4 typen managementparticipaties en hun fiscale gevolgen
Door Hugo Everaerd en Erik Goemans
Om het management van een onderneming extra te motiveren, wordt hen vaak de mogelijkheid geboden mee te delen in het succes van de onderneming. De vraag die dan opkomt is hoe zo’n management participatie het beste kan worden vormgegeven. Hier spelen verschillende factoren een rol, zoals de termijn van de participatie, of het management zelf ook geld moet inleggen (mee investeren) en de omvang van de participatie. Maar ook de fiscale gevolgen kunnen bepalend zijn voor de manier waarop uiteindelijk wordt geparticipeerd. In dit artikel bespreken we de volgende vier veel voorkomende alternatieven om het management mee te laten participeren en de fiscale gevolgen daarvan: 1. aandelen krijgen of kopen; 2. opties toekennen; 3. SAR’s / Phantom stock; 4. Carried interest / lucratief belang.
1. Aandelen krijgen of kopen
Een relatief eenvoudige manier om het management te laten participeren is de mogelijkheid bieden een aandelenbelang te nemen in de vennootschap. Het management deelt dan mee in dividend die worden uitgekeerd en uiteindelijk in het resultaat van een eventuele verkoop van de vennootschap. Hoewel de opzet relatief eenvoudig is, kunnen de fiscale gevolgen erg verschillen afhankelijk van de uitvoering.
A. Verkrijgt een manager een belang van minder dan 5% van de aandelen in de vennootschap (of van een soort van verschillende typen aandelen), dan wordt de manager voor de waarde van de aandelen op 1 januari van elk jaar belast in box 3. Een belang in box 3 wordt belast tegen een effectief tarief van 0,59% tot 1,76% (tarief 2021) over de waarde van de aandelen. Dividend inkomsten en een eventueel resultaat uit verkoop van de vennootschap worden niet specifiek belast. Wordt een relatief hoog rendement behaald, dan is de effectieve belastingheffing vergeleken bij progressieve belasting in box 1 relatief laag. Een (luxe) probleem kan zich overigens voordoen indien de aandelen in waarde stijgen, terwijl er geen dividend wordt uitgekeerd (bijvoorbeeld bij een succesvolle start up of scale up). Er moet namelijk elk jaar belasting worden betaald over de waarde van de aandelen, ongeacht of er ook geld binnenkomt om die belasting te kunnen voldoen en ongeacht of die aandelen in waarde stijgen. Eveneens lastig is, bij niet beursgenoteerde aandelen, dat elk jaar de waarde van de aandelen moet worden bepaald voor de heffing in box 3. Hiervoor wordt wel eens een waarderingsformule voor overeengekomen met de Belastingdienst.
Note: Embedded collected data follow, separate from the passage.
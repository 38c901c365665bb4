use serde::{Deserialize, Serialize};

/// A single entry in a conversation transcript.
#[derive(Debug, Clone, PartialEq, Eq, Serialize, Deserialize)]
pub struct Message {
    /// Who authored the message.
    pub role: MessageRole,

    /// The message text.
    pub content: String,
}

/// Role type for a message.
#[derive(Debug, Copy, Clone, PartialEq, Eq, Hash, Serialize, Deserialize)]
#[serde(rename_all = "lowercase")]
pub enum MessageRole {
    /// User role.
    User,

    /// Assistant role.
    Assistant,
}

impl Message {
    /// Create a new `Message` with the given content and role.
    pub fn new(content: impl Into<String>, role: MessageRole) -> Self {
        Self {
            role,
            content: content.into(),
        }
    }

    /// Create a new user `Message`.
    pub fn user(content: impl Into<String>) -> Self {
        Self::new(content, MessageRole::User)
    }

    /// Create a new assistant `Message`.
    pub fn assistant(content: impl Into<String>) -> Self {
        Self::new(content, MessageRole::Assistant)
    }

    /// Create the empty assistant entry reserved while a response streams in.
    pub fn placeholder() -> Self {
        Self::assistant(String::new())
    }

    /// Returns true if this is an assistant message with no content yet.
    pub fn is_placeholder(&self) -> bool {
        self.role == MessageRole::Assistant && self.content.is_empty()
    }
}

impl MessageRole {
    /// The label shown in front of a message of this role.
    pub fn label(&self) -> &'static str {
        match self {
            MessageRole::User => "You",
            MessageRole::Assistant => "Assistant",
        }
    }
}

impl From<&str> for Message {
    fn from(content: &str) -> Self {
        Self::user(content)
    }
}

impl From<String> for Message {
    fn from(content: String) -> Self {
        Self::user(content)
    }
}
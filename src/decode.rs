//! Incremental decoding of a response body into text fragments.
//!
//! The chat endpoint streams raw UTF-8 with no framing, and the transport may split
//! the body anywhere, including in the middle of a multi-byte character.  The
//! [`Utf8Decoder`] carries the unfinished tail of one read into the next so that
//! concatenating every fragment always yields the same text as decoding the whole
//! body at once.

use bytes::Bytes;
use futures::stream::{self, Stream, StreamExt};
use tracing::debug;

use crate::error::Result;
use crate::observability::{STREAM_BYTES, STREAM_CHUNKS, STREAM_ERRORS};

const REPLACEMENT: char = '\u{FFFD}';
const BOM: &[u8] = b"\xEF\xBB\xBF";

/// A UTF-8 decoder that keeps state across chunk boundaries.
///
/// Malformed input never fails: each invalid sequence becomes U+FFFD, and an
/// incomplete sequence still pending at [`finish`](Self::finish) becomes one U+FFFD.
/// A byte order mark at the very start of the input is dropped.
#[derive(Debug, Default)]
pub struct Utf8Decoder {
    pending: Vec<u8>,
    bom_checked: bool,
}

impl Utf8Decoder {
    /// Creates a decoder with no pending bytes.
    pub fn new() -> Self {
        Self::default()
    }

    /// Decodes `bytes`, returning all text that is complete so far.
    ///
    /// A trailing partial character is held back until the next call.
    pub fn decode(&mut self, bytes: &[u8]) -> String {
        let mut input = std::mem::take(&mut self.pending);
        input.extend_from_slice(bytes);
        if !self.bom_checked {
            if input.len() < BOM.len() && BOM.starts_with(&input) {
                self.pending = input;
                return String::new();
            }
            self.bom_checked = true;
            if input.starts_with(BOM) {
                input.drain(..BOM.len());
            }
        }

        let mut text = String::with_capacity(input.len());
        let mut rest = input.as_slice();
        loop {
            match std::str::from_utf8(rest) {
                Ok(valid) => {
                    text.push_str(valid);
                    break;
                }
                Err(err) => {
                    let (valid, tail) = rest.split_at(err.valid_up_to());
                    text.push_str(&String::from_utf8_lossy(valid));
                    match err.error_len() {
                        Some(len) => {
                            text.push(REPLACEMENT);
                            rest = &tail[len..];
                        }
                        None => {
                            self.pending = tail.to_vec();
                            break;
                        }
                    }
                }
            }
        }
        text
    }

    /// Flushes the decoder at end of input.
    pub fn finish(&mut self) -> String {
        if self.pending.is_empty() {
            String::new()
        } else {
            self.pending.clear();
            REPLACEMENT.to_string()
        }
    }

    /// True while a partial character is buffered.
    pub fn has_pending(&self) -> bool {
        !self.pending.is_empty()
    }
}

/// Turns a stream of body chunks into a stream of decoded text fragments.
///
/// Fragments come out in the order their bytes arrived.  Reads that complete no
/// character yield nothing.  The first error is passed through and ends the stream;
/// the byte stream is dropped at that point or at end of input, whichever comes
/// first, which releases the underlying connection.
pub fn decode_text_stream<S>(byte_stream: S) -> impl Stream<Item = Result<String>>
where
    S: Stream<Item = Result<Bytes>> + Unpin,
{
    stream::unfold(
        (Some(byte_stream), Utf8Decoder::new()),
        |(mut source, mut decoder)| async move {
            loop {
                let byte_stream = source.as_mut()?;
                match byte_stream.next().await {
                    Some(Ok(bytes)) => {
                        STREAM_BYTES.count(bytes.len() as u64);
                        let text = decoder.decode(&bytes);
                        if !text.is_empty() {
                            STREAM_CHUNKS.click();
                            return Some((Ok(text), (source, decoder)));
                        }
                    }
                    Some(Err(err)) => {
                        STREAM_ERRORS.click();
                        return Some((Err(err), (None, decoder)));
                    }
                    None => {
                        if decoder.has_pending() {
                            debug!("body ended inside a multi-byte sequence");
                        }
                        let tail = decoder.finish();
                        if tail.is_empty() {
                            return None;
                        }
                        return Some((Ok(tail), (None, decoder)));
                    }
                }
            }
        },
    )
}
B. Verkrijgt een manager een belang van 5% of meer in de vennootschap (of van een van de soorten aandelen in de vennootschap), dan worden dividenden en het resultaat bij verkoop belast in box 2 tegen een tarief van momenteel 26,9%. Eveneens lager dan het hoogste tarief in box 1. Deze heffing wordt doorgaans uitgesteld door te participeren via een eigen BV, waarbij deze BV management fees in rekening kan brengen aan de vennootschap waarin wordt geparticipeerd. De manager komt dan in dienst bij de eigen vennootschap en betaalt zichzelf een gebruikelijk loon.
Wat tot veel discussie kan leiden is de vraag hoe de managers in het bezit komen van de aandelen. Krijgen zij de aandelen om niet, moeten zij de daadwerkelijke waarde van de aandelen betalen, of iets daartussenin? Het moeten mee-investeren kan voor een manager een (te) hoge drempel zijn om te willen participeren gezien het risico dat daarmee gepaard gaat. Echter, elke korting die een manager krijgt op de daadwerkelijk waarde van de aandelen is doorgaans belast met progressieve loonheffingen. En mocht de manager bereid zijn om mee te investeren, dan moeten daar nog wel de middelen voor beschikbaar zijn. Dat kan worden opgelost met een lening vanuit de vennootschap, maar de Belastingdienst neemt regelmatig het standpunt in dat de lening tot het belaste loon moet worden gerekend als deze onzakelijke elementen betreft. Dat gaat dan niet alleen over het rentepercentage en de aflossingstermijnen, maar ook over de vraag of de manager bij een zakelijke derde partij überhaupt een dergelijke lening zou kunnen afsluiten.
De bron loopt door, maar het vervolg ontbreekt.